Sesampainya di rukun Yamani (salah satu sudut Kabah), seseorang berupaya merabanya.

“Saya memutuskan untuk berhenti di sana. Meraih tangannnya dan mengempaskannya, saya tak dapat berbalik, saya benar-benar ketakutan,” tulisnya.

Saat itu, masjid dipenuhi para jamaah yang melakukan tawaf, sehingga Sabica tidak dapat melihat siapa orang yang melakukan pelecehan seksual terhadapnya.

“Sangat menyedihkan ketika Anda tidak merasa aman berada di tempat suci. Saya telah dilecehkan, tidak sekali, bukan dua kali, tapi tiga kali. Seluruh pengalaman saya selama berada di tempat suci dibayangi dengan insiden yang mengerikan,” katanya.

Sabica merasa marah dan berpikir penting untuk mengungkapkan pelecehan tersebut dan mengajak orang lain untuk berbagi pengalaman mereka. Unggahan Sabica disambut oleh seorang feminis Amerika-Mesir dan juga wartawan bernama Mona Eltahawy.

Saat diwawancarai BBC dalam program Impact, Mona mengatakan, penggunaan tagar #MosqueMeToo dilakukan agar masalah pelecehan di tempat suci itu menjadi perbincangan global. Supaya ada dukungan agar perempuan dapat menceritakan pelecehan seksual yang dialaminya ketika menjalankan ibadah.

“Anda mungkin mendengar tagar #MeToo, tapi saya ingin ini tak hanya sekadar melihat apa yang dilakukan oleh produser yang memiliki kekuasaan besar di Hollywood kepada aktris terkenal berkulit putih,” jelas Mona.

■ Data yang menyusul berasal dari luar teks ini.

//! # Errors (Feathers-style)
//!
//! tgstore reports every failed request with the same JSON shape:
//! `name`, `message`, `code`, `className` and an optional `data` value.
//! The type is transport-agnostic; the HTTP crate decides how to send it.

use std::fmt;

use serde_json::{json, Value};

/// Error categories with their status code, `name` and `className`.
#[derive(Debug, Clone, Copy, PartialEq, Eq, Hash)]
pub enum ErrorKind {
    BadRequest,
    NotAuthenticated,
    NotFound,
    PayloadTooLarge,
    GeneralError,
    BadGateway,
    Unavailable,
}

impl ErrorKind {
    fn parts(&self) -> (u16, &'static str, &'static str) {
        match self {
            ErrorKind::BadRequest => (400, "BadRequest", "bad-request"),
            ErrorKind::NotAuthenticated => (401, "NotAuthenticated", "not-authenticated"),
            ErrorKind::NotFound => (404, "NotFound", "not-found"),
            ErrorKind::PayloadTooLarge => (413, "PayloadTooLarge", "payload-too-large"),
            ErrorKind::GeneralError => (500, "GeneralError", "general-error"),
            ErrorKind::BadGateway => (502, "BadGateway", "bad-gateway"),
            ErrorKind::Unavailable => (503, "Unavailable", "unavailable"),
        }
    }

    pub fn status_code(&self) -> u16 {
        self.parts().0
    }

    pub fn name(&self) -> &'static str {
        self.parts().1
    }

    /// Kebab-cased `className`
    pub fn class_name(&self) -> &'static str {
        self.parts().2
    }
}

/// A structured error carried to the client.
///
/// `source` keeps the underlying failure for logs; it is dropped by
/// [`ApiError::sanitize_for_client`] and never serialized.
#[derive(Debug)]
pub struct ApiError {
    pub kind: ErrorKind,
    pub message: String,
    pub data: Option<Value>,
    pub source: Option<Box<dyn std::error::Error + Send + Sync>>,
}

impl ApiError {
    pub fn new(kind: ErrorKind, message: impl Into<String>) -> Self {
        Self {
            kind,
            message: message.into(),
            data: None,
            source: None,
        }
    }

    pub fn with_data(mut self, data: Value) -> Self {
        self.data = Some(data);
        self
    }

    pub fn with_source<E>(mut self, source: E) -> Self
    where
        E: std::error::Error + Send + Sync + 'static,
    {
        self.source = Some(Box::new(source));
        self
    }

    pub fn code(&self) -> u16 {
        self.kind.status_code()
    }

    pub fn name(&self) -> &'static str {
        self.kind.name()
    }

    pub fn class_name(&self) -> &'static str {
        self.kind.class_name()
    }

    /// Copy safe to send: same kind, message and data, no `source`.
    pub fn sanitize_for_client(&self) -> ApiError {
        ApiError {
            kind: self.kind,
            message: self.message.clone(),
            data: self.data.clone(),
            source: None,
        }
    }

    /// JSON body sent to clients.
    pub fn to_json(&self) -> Value {
        let mut body = json!({
            "name": self.name(),
            "message": self.message,
            "code": self.code(),
            "className": self.class_name(),
        });
        if let Some(data) = &self.data {
            body["data"] = data.clone();
        }
        body
    }

    pub fn bad_request(msg: impl Into<String>) -> Self {
        Self::new(ErrorKind::BadRequest, msg)
    }
    pub fn not_authenticated(msg: impl Into<String>) -> Self {
        Self::new(ErrorKind::NotAuthenticated, msg)
    }
    pub fn not_found(msg: impl Into<String>) -> Self {
        Self::new(ErrorKind::NotFound, msg)
    }
    pub fn payload_too_large(msg: impl Into<String>) -> Self {
        Self::new(ErrorKind::PayloadTooLarge, msg)
    }
    pub fn general_error(msg: impl Into<String>) -> Self {
        Self::new(ErrorKind::GeneralError, msg)
    }
    pub fn bad_gateway(msg: impl Into<String>) -> Self {
        Self::new(ErrorKind::BadGateway, msg)
    }
    pub fn unavailable(msg: impl Into<String>) -> Self {
        Self::new(ErrorKind::Unavailable, msg)
    }
}

impl fmt::Display for ApiError {
    fn fmt(&self, f: &mut fmt::Formatter<'_>) -> fmt::Result {
        write!(f, "{} ({}): {}", self.name(), self.code(), self.message)
    }
}

impl std::error::Error for ApiError {
    fn source(&self) -> Option<&(dyn std::error::Error + 'static)> {
        self.source
            .as_ref()
            .map(|e| e.as_ref() as &(dyn std::error::Error + 'static))
    }
}

#[cfg(test)]
mod tests {
    use super::*;

    #[test]
    fn json_shape_matches_feathers() {
        let err = ApiError::not_found("No record found for id '7'");
        let body = err.to_json();

        assert_eq!(body["name"], "NotFound");
        assert_eq!(body["code"], 404);
        assert_eq!(body["className"], "not-found");
        assert_eq!(body["message"], "No record found for id '7'");
        assert!(body.get("data").is_none());
    }

    #[test]
    fn sanitize_drops_source_but_keeps_data() {
        let io = std::io::Error::new(std::io::ErrorKind::Other, "secret path /var/lib");
        let err = ApiError::bad_gateway("backend failed")
            .with_data(json!({"class": "bot"}))
            .with_source(io);

        let safe = err.sanitize_for_client();
        assert!(safe.source.is_none());
        assert_eq!(safe.data, Some(json!({"class": "bot"})));
        assert_eq!(safe.code(), 502);
    }
}
use std::sync::Arc;

use tgstore_core::{BackendClass, FileRecord, Locator};
use tracing::{debug, warn};

use crate::{BackendPool, ByteStream, Outcome, StorageError, StorageResult};

/// Resolves stored locators back to byte streams.
///
/// Any backend of a class can serve a locator written by another backend of
/// the same class, since they all post to the same target.
pub struct DownloadRouter {
    pool: Arc<BackendPool>,
}

impl DownloadRouter {
    pub fn new(pool: Arc<BackendPool>) -> Self {
        Self { pool }
    }

    /// Stream the blob of a persisted record from its recorded class.
    pub async fn download_record(&self, record: &FileRecord) -> StorageResult<Option<ByteStream>> {
        self.pool.ensure_ready()?;
        self.try_class(record.backend, &record.data).await
    }

    /// Stream a blob whose class is unknown, probing every class in order.
    pub async fn download_locator(&self, locator: &Locator) -> StorageResult<Option<ByteStream>> {
        if self.pool.is_empty() {
            return Err(StorageError::Unavailable);
        }
        self.pool.ensure_ready()?;

        for class in BackendClass::UPLOAD_ORDER {
            if let Some(stream) = self.try_class(class, locator).await? {
                return Ok(Some(stream));
            }
        }

        debug!(locator = ?locator, "No class holds the locator");
        Ok(None)
    }

    async fn try_class(&self, class: BackendClass, locator: &Locator) -> StorageResult<Option<ByteStream>> {
        if !self.pool.has(class) {
            debug!(class = %class, "Class has no backends, skipping");
            return Ok(None);
        }

        let backend = self.pool.next(class)?;
        match backend.download(locator).await {
            Ok(Outcome::Done(stream)) => {
                debug!(class = %class, backend = backend.name(), "Download opened");
                Ok(Some(stream))
            }
            Ok(Outcome::Declined(decline)) => {
                debug!(class = %class, backend = backend.name(), %decline, "Download declined");
                Ok(None)
            }
            Err(err) => {
                warn!(class = %class, backend = backend.name(), error = %err, "Download failed");
                Err(err)
            }
        }
    }
}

“Saya ingin ini menjadi milik semua perempuan bukan sekedar milik perempuan di Hollywood dan orang-orang yang terkenal saja,” ucapnya.

Mona yang sudah menjalankan ibadah haji selama empat kali dan beberapa kali mengunjungi tempat suci tersebut, menceritakan mengalami pelecehan pertama kali ketika pergi haji dengan keluarganya pada usia 15 tahun.

Tagar #MosqueMeToo mulai digunakan oleh perempuan dan laki-laki Muslim sejak awal Februari lalu dan selama 24 jam pertama telah dicuit selama 2.000 kali.

Suara Perempuan Indonesia
Banyak perempuan dari berbagai negara membagikan pengalaman mereka diraba dan disentuh secara tidak pantas melalui Twitter selama melakukan perjalanan haji, termasuk pemilik akun Anggi Angguni dari Indonesia.

Anggi menceritakan pelecehan seksual yang dialami dirinya, ibu dan saudara perempuannya ketika menjalankan ibadah haji pada 2010.

“Saya mendengar mengenai #MosqueMeToo. Itu menimbulkan ingatan yang mengerikan selama melakukan ibadah haji 2010. Orang berpikir Mekkah merupakan tempat tersuci bagi umat Muslim, jadi tidak ada seorangpun akan melakukan sesuatu yang buruk. Benar-benar salah,” kicaunya.

“Suatu hari, tiba-tiba seseorang menyentuh payudara saya dan meremasnya. Saya terkejut. Saya melihat seorang pria di belakang saya dan dia berpura-pura tidak melakukan apapun dan pergi,” tulisnya.

“Saya sangat terkejut, yang dapat saya lakukan adalah menangis. Itu terjadi di Mekkah” tulis Anggi.

Kedutaan Besar Kerajaan Arab Saudi di London mengecam tindakan pelecehan seksual ini dan memperlakukannya secara serius.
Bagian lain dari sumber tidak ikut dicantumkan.